## Task details:
Start at the line in the entries below that contains "#[async_trait]", stop at the line that contains "configured and ready", and output exactly the lines in that span, both ends included.

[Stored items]

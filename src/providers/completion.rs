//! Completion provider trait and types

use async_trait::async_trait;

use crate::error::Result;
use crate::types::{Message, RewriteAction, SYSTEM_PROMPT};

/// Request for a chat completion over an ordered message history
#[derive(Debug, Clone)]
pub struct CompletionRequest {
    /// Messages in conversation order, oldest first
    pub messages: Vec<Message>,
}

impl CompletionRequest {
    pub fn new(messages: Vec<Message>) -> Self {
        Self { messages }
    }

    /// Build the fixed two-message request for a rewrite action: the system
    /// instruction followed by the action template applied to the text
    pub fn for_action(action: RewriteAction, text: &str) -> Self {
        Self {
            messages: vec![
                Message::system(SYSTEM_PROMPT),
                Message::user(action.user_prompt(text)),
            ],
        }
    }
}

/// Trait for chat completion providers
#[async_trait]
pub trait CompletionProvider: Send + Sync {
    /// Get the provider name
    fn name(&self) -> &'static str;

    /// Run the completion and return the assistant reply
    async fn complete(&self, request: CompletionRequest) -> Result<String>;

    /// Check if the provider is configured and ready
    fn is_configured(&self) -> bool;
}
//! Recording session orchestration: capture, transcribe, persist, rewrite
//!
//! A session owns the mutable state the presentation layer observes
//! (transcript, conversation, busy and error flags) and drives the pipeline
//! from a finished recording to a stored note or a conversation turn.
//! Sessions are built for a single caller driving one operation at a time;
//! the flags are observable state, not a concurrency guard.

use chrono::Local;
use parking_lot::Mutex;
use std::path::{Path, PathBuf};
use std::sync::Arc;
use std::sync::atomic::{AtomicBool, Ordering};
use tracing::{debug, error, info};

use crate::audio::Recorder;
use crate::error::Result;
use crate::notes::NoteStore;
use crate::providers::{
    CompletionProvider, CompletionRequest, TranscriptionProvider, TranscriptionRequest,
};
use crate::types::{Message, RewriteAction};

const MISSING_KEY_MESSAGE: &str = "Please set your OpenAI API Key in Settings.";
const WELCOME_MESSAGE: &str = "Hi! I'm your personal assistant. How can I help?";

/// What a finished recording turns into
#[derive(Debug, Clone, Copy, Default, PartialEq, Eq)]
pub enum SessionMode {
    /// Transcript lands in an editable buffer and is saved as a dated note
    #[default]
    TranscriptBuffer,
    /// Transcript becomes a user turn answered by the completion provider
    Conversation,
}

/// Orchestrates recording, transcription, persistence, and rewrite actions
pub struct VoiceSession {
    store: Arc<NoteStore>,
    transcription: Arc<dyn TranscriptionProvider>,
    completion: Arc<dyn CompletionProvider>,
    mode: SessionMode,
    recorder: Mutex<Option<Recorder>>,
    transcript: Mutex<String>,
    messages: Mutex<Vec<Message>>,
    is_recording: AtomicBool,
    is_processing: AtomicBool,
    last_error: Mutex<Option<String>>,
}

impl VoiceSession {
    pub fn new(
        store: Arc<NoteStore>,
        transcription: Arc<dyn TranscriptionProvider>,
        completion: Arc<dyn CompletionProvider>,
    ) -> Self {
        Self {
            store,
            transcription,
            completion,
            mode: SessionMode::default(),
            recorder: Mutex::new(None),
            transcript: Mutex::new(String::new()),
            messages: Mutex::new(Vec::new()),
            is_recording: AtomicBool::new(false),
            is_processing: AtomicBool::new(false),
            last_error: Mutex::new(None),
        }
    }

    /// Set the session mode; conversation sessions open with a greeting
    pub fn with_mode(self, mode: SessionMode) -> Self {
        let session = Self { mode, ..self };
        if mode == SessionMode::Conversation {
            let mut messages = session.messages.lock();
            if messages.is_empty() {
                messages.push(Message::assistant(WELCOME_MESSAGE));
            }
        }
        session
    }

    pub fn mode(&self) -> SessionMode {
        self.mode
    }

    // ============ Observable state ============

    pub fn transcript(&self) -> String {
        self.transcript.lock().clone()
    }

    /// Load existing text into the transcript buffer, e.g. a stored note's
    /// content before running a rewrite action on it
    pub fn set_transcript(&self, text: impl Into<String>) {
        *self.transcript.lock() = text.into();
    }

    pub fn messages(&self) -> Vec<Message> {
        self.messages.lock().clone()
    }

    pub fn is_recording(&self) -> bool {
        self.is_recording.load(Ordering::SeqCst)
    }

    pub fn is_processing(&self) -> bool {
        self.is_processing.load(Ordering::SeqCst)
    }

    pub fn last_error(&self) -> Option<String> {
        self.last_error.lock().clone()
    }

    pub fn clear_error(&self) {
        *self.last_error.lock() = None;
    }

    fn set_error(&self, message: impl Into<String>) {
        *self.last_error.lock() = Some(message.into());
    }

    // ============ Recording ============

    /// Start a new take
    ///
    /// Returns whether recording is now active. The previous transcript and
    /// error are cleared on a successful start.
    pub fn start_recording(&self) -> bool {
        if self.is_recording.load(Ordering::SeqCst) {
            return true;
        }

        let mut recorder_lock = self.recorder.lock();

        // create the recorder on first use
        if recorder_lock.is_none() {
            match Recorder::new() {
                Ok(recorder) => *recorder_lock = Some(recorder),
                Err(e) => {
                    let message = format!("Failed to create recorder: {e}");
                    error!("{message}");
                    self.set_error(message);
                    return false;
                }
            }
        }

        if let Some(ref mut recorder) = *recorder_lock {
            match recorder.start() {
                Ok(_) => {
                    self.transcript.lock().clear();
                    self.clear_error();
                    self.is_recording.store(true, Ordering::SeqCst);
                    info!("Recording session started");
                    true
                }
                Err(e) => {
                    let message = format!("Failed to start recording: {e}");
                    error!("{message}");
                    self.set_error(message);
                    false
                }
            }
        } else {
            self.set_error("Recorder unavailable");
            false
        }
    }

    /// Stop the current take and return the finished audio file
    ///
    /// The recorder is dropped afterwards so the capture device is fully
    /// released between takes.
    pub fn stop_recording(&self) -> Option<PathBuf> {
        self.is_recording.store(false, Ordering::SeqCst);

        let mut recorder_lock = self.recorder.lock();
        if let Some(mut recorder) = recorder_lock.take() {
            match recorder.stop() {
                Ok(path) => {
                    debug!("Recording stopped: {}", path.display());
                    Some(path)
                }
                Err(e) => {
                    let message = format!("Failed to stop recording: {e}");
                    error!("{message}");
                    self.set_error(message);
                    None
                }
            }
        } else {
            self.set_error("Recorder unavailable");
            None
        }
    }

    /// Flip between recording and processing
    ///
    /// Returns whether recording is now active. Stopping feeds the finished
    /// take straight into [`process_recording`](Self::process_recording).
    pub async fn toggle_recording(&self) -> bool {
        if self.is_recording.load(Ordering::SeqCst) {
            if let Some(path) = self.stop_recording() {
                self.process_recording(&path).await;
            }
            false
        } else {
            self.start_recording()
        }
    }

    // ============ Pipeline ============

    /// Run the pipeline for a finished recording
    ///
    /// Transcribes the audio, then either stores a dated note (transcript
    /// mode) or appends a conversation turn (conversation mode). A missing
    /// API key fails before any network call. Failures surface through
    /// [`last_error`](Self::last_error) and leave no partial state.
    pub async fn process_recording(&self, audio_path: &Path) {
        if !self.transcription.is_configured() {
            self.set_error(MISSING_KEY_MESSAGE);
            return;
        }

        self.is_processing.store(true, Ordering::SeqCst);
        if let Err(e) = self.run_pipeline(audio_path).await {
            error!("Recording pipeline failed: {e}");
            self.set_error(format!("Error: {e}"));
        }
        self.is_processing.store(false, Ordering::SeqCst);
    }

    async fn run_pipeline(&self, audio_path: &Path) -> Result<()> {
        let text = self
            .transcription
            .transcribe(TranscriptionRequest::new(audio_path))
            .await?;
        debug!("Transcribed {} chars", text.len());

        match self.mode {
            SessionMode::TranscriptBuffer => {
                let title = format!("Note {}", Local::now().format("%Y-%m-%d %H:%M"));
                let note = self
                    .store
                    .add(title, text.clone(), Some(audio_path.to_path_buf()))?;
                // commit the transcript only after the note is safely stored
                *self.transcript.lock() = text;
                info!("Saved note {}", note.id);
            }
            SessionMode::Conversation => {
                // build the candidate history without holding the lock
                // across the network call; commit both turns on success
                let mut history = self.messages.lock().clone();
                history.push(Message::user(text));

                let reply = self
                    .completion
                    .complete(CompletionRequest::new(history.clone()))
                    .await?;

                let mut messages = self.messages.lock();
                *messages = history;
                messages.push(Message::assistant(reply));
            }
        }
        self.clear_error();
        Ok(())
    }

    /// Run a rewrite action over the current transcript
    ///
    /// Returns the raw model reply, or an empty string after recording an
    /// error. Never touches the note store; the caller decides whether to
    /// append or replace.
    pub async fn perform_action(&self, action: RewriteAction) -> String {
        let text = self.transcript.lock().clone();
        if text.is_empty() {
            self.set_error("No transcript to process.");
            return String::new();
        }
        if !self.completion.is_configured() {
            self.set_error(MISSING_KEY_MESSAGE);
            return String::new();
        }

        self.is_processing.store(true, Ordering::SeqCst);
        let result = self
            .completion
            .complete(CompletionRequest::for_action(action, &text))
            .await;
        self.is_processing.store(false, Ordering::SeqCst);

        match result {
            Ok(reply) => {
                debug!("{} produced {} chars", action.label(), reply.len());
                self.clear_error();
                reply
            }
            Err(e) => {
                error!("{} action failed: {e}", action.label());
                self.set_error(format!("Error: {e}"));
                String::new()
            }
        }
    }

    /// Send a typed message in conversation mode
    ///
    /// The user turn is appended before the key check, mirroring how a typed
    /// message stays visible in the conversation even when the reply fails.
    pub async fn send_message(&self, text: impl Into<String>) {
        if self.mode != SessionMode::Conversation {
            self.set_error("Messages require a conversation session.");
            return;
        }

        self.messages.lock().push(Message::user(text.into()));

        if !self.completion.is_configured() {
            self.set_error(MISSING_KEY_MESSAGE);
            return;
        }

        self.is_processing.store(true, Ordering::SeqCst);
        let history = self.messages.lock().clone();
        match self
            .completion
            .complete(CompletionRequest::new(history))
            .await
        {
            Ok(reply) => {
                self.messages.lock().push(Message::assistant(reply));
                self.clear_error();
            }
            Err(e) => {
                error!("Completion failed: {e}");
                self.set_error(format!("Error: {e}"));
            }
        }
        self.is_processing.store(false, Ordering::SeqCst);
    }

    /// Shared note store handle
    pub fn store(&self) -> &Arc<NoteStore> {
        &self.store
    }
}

## Reply to the task:
#[async_trait]
pub trait CompletionProvider: Send + Sync {
    /// Get the provider name
    fn name(&self) -> &'static str;

    /// Run the completion and return the assistant reply
    async fn complete(&self, request: CompletionRequest) -> Result<String>;

    /// Check if the provider is configured and ready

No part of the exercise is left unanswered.